#### What you have to do:
What lines in the entries hold the string "usize"? List them.

Material provided Block Start

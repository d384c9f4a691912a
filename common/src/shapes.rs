use glam::Vec2;
use rand::Rng;
use std::fmt::Debug;

pub trait Shape: Debug {
    fn bounding_box(&self) -> Aabb;
    fn contains_point(&self, point: Vec2) -> bool;

    // Conservative: may report an overlap that the exact shape does not have,
    // never misses one.
    fn possibly_overlaps(&self, aabb: &Aabb) -> bool {
        self.bounding_box().overlaps(aabb)
    }
}

/// Axis-aligned bounding box stored as a center and a half-size per axis.
///
/// Both containment and overlap treat `center ± half` as a closed extent, so
/// points on an edge belong to the box and boxes that share an edge overlap.
#[derive(Debug, Copy, Clone, PartialEq, Default)]
pub struct Aabb {
    pub center: Vec2,
    pub half: Vec2,
}

impl Aabb {
    pub fn new(center: Vec2, half: Vec2) -> Self {
        Self { center, half }
    }

    pub fn from_min_max(min: Vec2, max: Vec2) -> Self {
        let half = (max - min) * 0.5;
        Self {
            center: min + half,
            half,
        }
    }

    pub fn min(&self) -> Vec2 {
        self.center - self.half
    }

    pub fn max(&self) -> Vec2 {
        self.center + self.half
    }

    pub fn width(&self) -> f32 {
        self.half.x * 2.0
    }

    pub fn height(&self) -> f32 {
        self.half.y * 2.0
    }

    pub fn left(&self) -> f32 {
        self.center.x - self.half.x
    }

    pub fn right(&self) -> f32 {
        self.center.x + self.half.x
    }

    pub fn top(&self) -> f32 {
        self.center.y - self.half.y
    }

    pub fn bottom(&self) -> f32 {
        self.center.y + self.half.y
    }

    pub fn contains_point(&self, point: Vec2) -> bool {
        point.x >= self.left()
            && point.x <= self.right()
            && point.y >= self.top()
            && point.y <= self.bottom()
    }

    pub fn contains_aabb(&self, other: &Aabb) -> bool {
        other.left() >= self.left()
            && other.right() <= self.right()
            && other.top() >= self.top()
            && other.bottom() <= self.bottom()
    }

    pub fn overlaps(&self, other: &Aabb) -> bool {
        self.left() <= other.right()
            && self.right() >= other.left()
            && self.top() <= other.bottom()
            && self.bottom() >= other.top()
    }

    pub fn random_point_inside<R: Rng>(&self, rng: &mut R) -> Vec2 {
        Vec2::new(
            self._safe_randf32(rng, self.left(), self.right()),
            self._safe_randf32(rng, self.top(), self.bottom()),
        )
    }

    fn _safe_randf32<R: Rng>(&self, rng: &mut R, min: f32, max: f32) -> f32 {
        if min >= max {
            return min;
        }
        rng.gen_range(min..=max)
    }
}

impl Shape for Aabb {
    fn bounding_box(&self) -> Aabb {
        *self
    }

    fn contains_point(&self, point: Vec2) -> bool {
        Aabb::contains_point(self, point)
    }
}

/// Rectangle query region. `size` holds the half-extent on each axis.
#[derive(Debug, Copy, Clone, PartialEq)]
pub struct Rectangle {
    pub center: Vec2,
    pub size: Vec2,
}

impl Rectangle {
    pub fn new(center: Vec2, size: Vec2) -> Self {
        Self { center, size }
    }
}

impl Shape for Rectangle {
    fn bounding_box(&self) -> Aabb {
        Aabb::new(self.center, self.size)
    }

    fn contains_point(&self, point: Vec2) -> bool {
        self.bounding_box().contains_point(point)
    }
}

/// Square query region. `size` is the half-extent shared by both axes.
#[derive(Debug, Copy, Clone, PartialEq)]
pub struct Square {
    pub center: Vec2,
    pub size: f32,
}

impl Square {
    pub fn new(center: Vec2, size: f32) -> Self {
        Self { center, size }
    }
}

impl Shape for Square {
    fn bounding_box(&self) -> Aabb {
        Aabb::new(self.center, Vec2::splat(self.size))
    }

    fn contains_point(&self, point: Vec2) -> bool {
        self.bounding_box().contains_point(point)
    }
}

#[derive(Debug, Copy, Clone, PartialEq)]
pub struct Circle {
    pub center: Vec2,
    pub radius: f32,
}

impl Circle {
    pub fn new(center: Vec2, radius: f32) -> Self {
        Self { center, radius }
    }

    pub fn radius(&self) -> f32 {
        self.radius
    }
}

impl Shape for Circle {
    fn bounding_box(&self) -> Aabb {
        Aabb::new(self.center, Vec2::splat(self.radius))
    }

    fn contains_point(&self, point: Vec2) -> bool {
        self.center.distance_squared(point) <= self.radius * self.radius
    }
}

/// Axis-aligned ellipse. `radii` holds the semi-axis on x and on y.
#[derive(Debug, Copy, Clone, PartialEq)]
pub struct Ellipse {
    pub center: Vec2,
    pub radii: Vec2,
}

impl Ellipse {
    pub fn new(center: Vec2, radii: Vec2) -> Self {
        Self { center, radii }
    }
}

impl Shape for Ellipse {
    fn bounding_box(&self) -> Aabb {
        Aabb::new(self.center, self.radii)
    }

    fn contains_point(&self, point: Vec2) -> bool {
        // A flat ellipse is the segment spanned by its bounding box.
        if self.radii.x == 0.0 || self.radii.y == 0.0 {
            return self.bounding_box().contains_point(point);
        }
        let d = (point - self.center) / self.radii;
        d.length_squared() <= 1.0
    }
}

#[derive(Debug, Copy, Clone, PartialEq)]
pub enum ShapeEnum {
    Rectangle(Rectangle),
    Square(Square),
    Circle(Circle),
    Ellipse(Ellipse),
}

impl ShapeEnum {
    pub fn rectangle(center: Vec2, size: Vec2) -> Self {
        ShapeEnum::Rectangle(Rectangle::new(center, size))
    }

    pub fn square(center: Vec2, size: f32) -> Self {
        ShapeEnum::Square(Square::new(center, size))
    }

    pub fn circle(center: Vec2, radius: f32) -> Self {
        ShapeEnum::Circle(Circle::new(center, radius))
    }

    pub fn ellipse(center: Vec2, radii: Vec2) -> Self {
        ShapeEnum::Ellipse(Ellipse::new(center, radii))
    }

    pub fn center(&self) -> Vec2 {
        match self {
            ShapeEnum::Rectangle(rectangle) => rectangle.center,
            ShapeEnum::Square(square) => square.center,
            ShapeEnum::Circle(circle) => circle.center,
            ShapeEnum::Ellipse(ellipse) => ellipse.center,
        }
    }
}

impl Shape for ShapeEnum {
    fn bounding_box(&self) -> Aabb {
        match self {
            ShapeEnum::Rectangle(rectangle) => rectangle.bounding_box(),
            ShapeEnum::Square(square) => square.bounding_box(),
            ShapeEnum::Circle(circle) => circle.bounding_box(),
            ShapeEnum::Ellipse(ellipse) => ellipse.bounding_box(),
        }
    }

    fn contains_point(&self, point: Vec2) -> bool {
        match self {
            ShapeEnum::Rectangle(rectangle) => rectangle.contains_point(point),
            ShapeEnum::Square(square) => square.contains_point(point),
            ShapeEnum::Circle(circle) => circle.contains_point(point),
            ShapeEnum::Ellipse(ellipse) => ellipse.contains_point(point),
        }
    }
}

impl From<Rectangle> for ShapeEnum {
    fn from(rectangle: Rectangle) -> Self {
        ShapeEnum::Rectangle(rectangle)
    }
}

impl From<Square> for ShapeEnum {
    fn from(square: Square) -> Self {
        ShapeEnum::Square(square)
    }
}

impl From<Circle> for ShapeEnum {
    fn from(circle: Circle) -> Self {
        ShapeEnum::Circle(circle)
    }
}

impl From<Ellipse> for ShapeEnum {
    fn from(ellipse: Ellipse) -> Self {
        ShapeEnum::Ellipse(ellipse)
    }
}
//! Set of units indexed by a position read from the units themselves.
//!
//! [`QuadTreeSet`] keeps no position of its own: every call reads the unit's
//! position through the getter given at construction. To move a unit, call
//! [`QuadTreeSet::relocate`] with the unit as it was stored, then update
//! whatever the getter reads, so later lookups see the new position.

use crate::error::{QuadtreeError, QuadtreeResult};
use crate::quadtree::{AddOutcome, Config, PositionKey, QuadTree, QueryIter, UnitKey};
use common::shapes::{Aabb, ShapeEnum};
use common::Vec2;
use std::fmt;

pub struct QuadTreeSet<T, P, K: UnitKey<T> = PositionKey> {
    tree: QuadTree<T, K>,
    position_of: P,
}

impl<T, P> QuadTreeSet<T, P, PositionKey>
where
    P: Fn(&T) -> Vec2,
{
    pub fn new(bounds: Aabb, position_of: P) -> Self {
        Self::with_config(bounds, Config::default(), position_of)
    }

    pub fn with_config(bounds: Aabb, config: Config, position_of: P) -> Self {
        Self::with_keys(bounds, config, PositionKey, position_of)
    }
}

impl<T, P, K> QuadTreeSet<T, P, K>
where
    P: Fn(&T) -> Vec2,
    K: UnitKey<T>,
{
    pub fn with_keys(bounds: Aabb, config: Config, keys: K, position_of: P) -> Self {
        QuadTreeSet {
            tree: QuadTree::with_keys(bounds, config, keys),
            position_of,
        }
    }

    pub fn tree(&self) -> &QuadTree<T, K> {
        &self.tree
    }

    pub fn bounds(&self) -> Aabb {
        self.tree.bounds()
    }

    pub fn len(&self) -> usize {
        self.tree.len()
    }

    pub fn is_empty(&self) -> bool {
        self.tree.is_empty()
    }

    /// Stores `unit` at the position its getter reports.
    ///
    /// Unlike [`QuadTree::add`], a position outside the bounds is an error
    /// rather than an outcome.
    pub fn add(&mut self, unit: T) -> QuadtreeResult<AddOutcome> {
        let position = (self.position_of)(&unit);
        match self.tree.add(position, unit) {
            AddOutcome::Rejected => {
                tracing::debug!(?position, "unit lies outside the set bounds");
                Err(QuadtreeError::OutOfBounds {
                    x: position.x,
                    y: position.y,
                })
            }
            outcome => Ok(outcome),
        }
    }

    /// Moves `unit` from the position its getter currently reports to `to`.
    /// The stored unit itself is left untouched.
    pub fn relocate(&mut self, unit: &T, to: Vec2) -> bool {
        let from = (self.position_of)(unit);
        self.tree.relocate(from, to, unit)
    }

    pub fn delete(&mut self, unit: &T) -> bool {
        let position = (self.position_of)(unit);
        self.tree.delete(position, unit)
    }

    pub fn take(&mut self, unit: &T) -> Option<T> {
        let position = (self.position_of)(unit);
        self.tree.take(position, unit)
    }

    pub fn has(&self, unit: &T) -> bool {
        self.tree.has((self.position_of)(unit), unit)
    }

    pub fn get(&self, unit: &T) -> Option<&T> {
        self.tree.get((self.position_of)(unit), unit)
    }

    pub fn clear(&mut self) {
        self.tree.clear();
    }

    pub fn iter(&self) -> Units<'_, T, K::Key> {
        self.query_iter(None)
    }

    pub fn values(&self) -> Units<'_, T, K::Key> {
        self.iter()
    }

    /// Same as [`QuadTreeSet::values`]: a set's keys are its units.
    pub fn keys(&self) -> Units<'_, T, K::Key> {
        self.iter()
    }

    pub fn entries(&self) -> impl Iterator<Item = (&T, &T)> + '_ {
        self.iter().map(|unit| (unit, unit))
    }

    pub fn for_each<F>(&self, mut f: F)
    where
        F: FnMut(&T),
    {
        self.tree.query_fold(None, (), |(), _, _, unit| f(unit));
    }

    pub fn query_iter(&self, shape: Option<&ShapeEnum>) -> Units<'_, T, K::Key> {
        Units {
            inner: self.tree.query_iter(shape),
        }
    }

    pub fn query_fold<'a, A, F>(&'a self, shape: Option<&ShapeEnum>, init: A, mut f: F) -> A
    where
        F: FnMut(A, usize, &'a T) -> A,
    {
        self.tree
            .query_fold(shape, init, |acc, index, _, unit| f(acc, index, unit))
    }

    pub fn query_vec(&self, shape: Option<&ShapeEnum>) -> Vec<&T> {
        self.tree.query_map(shape, |_, _, unit| unit)
    }

    pub fn query_for_each<F>(&self, shape: Option<&ShapeEnum>, mut f: F)
    where
        F: FnMut(usize, &T),
    {
        self.tree
            .query_for_each(shape, |index, _, unit| f(index, unit));
    }

    pub fn query_map<'a, U, F>(&'a self, shape: Option<&ShapeEnum>, mut f: F) -> Vec<U>
    where
        F: FnMut(usize, &'a T) -> U,
    {
        self.tree.query_map(shape, |index, _, unit| f(index, unit))
    }

    pub fn query_count(&self, shape: Option<&ShapeEnum>) -> usize {
        self.tree.query_count(shape)
    }
}

impl<T, P, K: UnitKey<T>> fmt::Debug for QuadTreeSet<T, P, K> {
    fn fmt(&self, f: &mut fmt::Formatter<'_>) -> fmt::Result {
        f.debug_struct("QuadTreeSet")
            .field("tree", &self.tree)
            .finish_non_exhaustive()
    }
}

/// Units of a [`QuadTreeSet`] in query order.
#[derive(Debug)]
pub struct Units<'a, T, Q> {
    inner: QueryIter<'a, T, Q>,
}

impl<'a, T, Q> Iterator for Units<'a, T, Q> {
    type Item = &'a T;

    fn next(&mut self) -> Option<&'a T> {
        self.inner.next().map(|(_, unit)| unit)
    }
}

impl<'a, T, P, K> IntoIterator for &'a QuadTreeSet<T, P, K>
where
    P: Fn(&T) -> Vec2,
    K: UnitKey<T>,
{
    type Item = &'a T;
    type IntoIter = Units<'a, T, K::Key>;

    fn into_iter(self) -> Self::IntoIter {
        self.iter()
    }
}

Material provided Block End

#### Output for this exercise:
    pub fn len(&self) -> usize {
        F: FnMut(A, usize, &'a T) -> A,
        F: FnMut(usize, &T),
        F: FnMut(usize, &'a T) -> U,
    pub fn query_count(&self, shape: Option<&ShapeEnum>) -> usize {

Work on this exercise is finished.